In Figure 3 through Figure 6 the brown marks are located at the (x, y) point corresponding to the (model, source) mean for the three metrics Decisiveness (arithmetic, m = 1), Accuracy (geometric, m = 0), and Robustness (m = −2/3).

## 5. Effect of Model Errors in Mean, Variance, Shape, and Amplitude

The three metrics (Decisiveness, Accuracy, and Robustness) provide insight about the discrepancy between an inference model and the source data. The accuracy (geometric mean) always degrades due to errors, while the changes in the decisiveness and robustness provide an indication of whether an algorithm is under or over-confident. The discrepancy in accuracy will be quantified as the “probability divergence” using Equation (8) and discussed more thoroughly in Section 6. The effect of four errors (mean, variance, shape, and amplitude) on one of the two class models will be examined.

In Figure 4 the mean of the model (a) is shifted from 2 to 1 for the orange class. The closer spacing of the hypotheses shown in (b) results in under-confident posterior probabilities shown in (c), where the dashed curves of the model are closer to 0.5 than the solid source curves. The actual ROC curve shown as a solid curve in (d) is better than the forecasted ROC curve (dashed). Each histogram bin for the analysis is a horizontal slice of the neighboring probabilities in Figure 4c. A source of error in estimating the source probabilities is that model probabilities are drawn from multiple features; two in one-dimensional single modal distributions used here for demonstration. For more complex distributions with many modes and/or many dimensions the analysis would have to be segmented by feature regions.

Figure 5a shows how the under-confident model affects the model probability versus the source probability plot. The green and orange class bubbles separate. For source probabilities greater/less than 0.5 the model probabilities tend to be lower/higher, reflecting the higher uncertainty reported by the model. The large brown mark, which represents the average probability reported by the model versus the average probability of the source distribution, is below the equal probability dashed line due to the error in the model.
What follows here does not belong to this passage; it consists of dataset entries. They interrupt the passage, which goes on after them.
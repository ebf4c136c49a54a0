//! `[build]` section configuration.
//!
//! Describes the external site generator run after every save.

use super::defaults;
use educe::Educe;
use serde::{Deserialize, Serialize};
use std::path::PathBuf;

/// `[build]` section in editor.toml - rebuild trigger configuration.
///
/// # Example
/// ```toml
/// [build]
/// command = ["composer", "exec", "cecil", "build"]
/// output = "_site"   # Where the generator writes
/// publish = "docs"   # Where the output is moved after a successful build
/// ```
#[derive(Debug, Clone, Educe, Serialize, Deserialize)]
#[educe(Default)]
#[serde(deny_unknown_fields)]
pub struct BuildConfig {
    /// Run the generator after saves and deletes.
    #[serde(default = "defaults::r#true")]
    #[educe(Default = true)]
    pub enable: bool,

    /// Generator command and arguments, run in the project root.
    #[serde(default = "defaults::build::command")]
    #[educe(Default = defaults::build::command())]
    pub command: Vec<String>,

    /// Directory the generator writes to.
    #[serde(default = "defaults::build::output")]
    #[educe(Default = defaults::build::output())]
    pub output: PathBuf,

    /// Directory the output is relocated to after a successful build.
    #[serde(default = "defaults::build::publish")]
    #[educe(Default = defaults::build::publish())]
    pub publish: PathBuf,
}

#[cfg(test)]
mod tests {
    use super::super::EditorConfig;
    use std::path::PathBuf;

    #[test]
    fn test_build_config_defaults() {
        let config: EditorConfig = toml::from_str("").unwrap();

        assert!(config.build.enable);
        assert_eq!(config.build.command, vec!["composer", "exec", "cecil", "build"]);
        assert_eq!(config.build.output, PathBuf::from("_site"));
        assert_eq!(config.build.publish, PathBuf::from("docs"));
    }

    #[test]
    fn test_build_config_custom() {
        let config = r#"
            [build]
            enable = false
            command = ["zola", "build"]
            output = "public"
            publish = "site"
        "#;
        let config: EditorConfig = toml::from_str(config).unwrap();

        assert!(!config.build.enable);
        assert_eq!(config.build.command, vec!["zola", "build"]);
        assert_eq!(config.build.output, PathBuf::from("public"));
        assert_eq!(config.build.publish, PathBuf::from("site"));
    }

    #[test]
    fn test_unknown_field_rejection() {
        let config = r#"
            [build]
            minify = true
        "#;
        assert!(toml::from_str::<EditorConfig>(config).is_err());
    }
}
The decisiveness and robustness metrics (smaller brown marks) have an orientation with the x-axis which is less than 45°, indicative of the model being less decisive but more robust (i.e., smaller variations in the reported uncertainty). The decisive metric, which is the arithmetic mean, has a larger average, while the robust metric, which is the −2/3 mean, has a smaller average. Figure 5b shows the contrasting result when the orange class model has an over-confident mean shifted from 2 to 3. The orange and green class bubbles now have average model probabilities which are more extreme than the source probabilities. The overall reported probabilities still decreases relative to a perfect model (large brown mark), but the orientation of the decisive and robust metrics is now greater than 45°.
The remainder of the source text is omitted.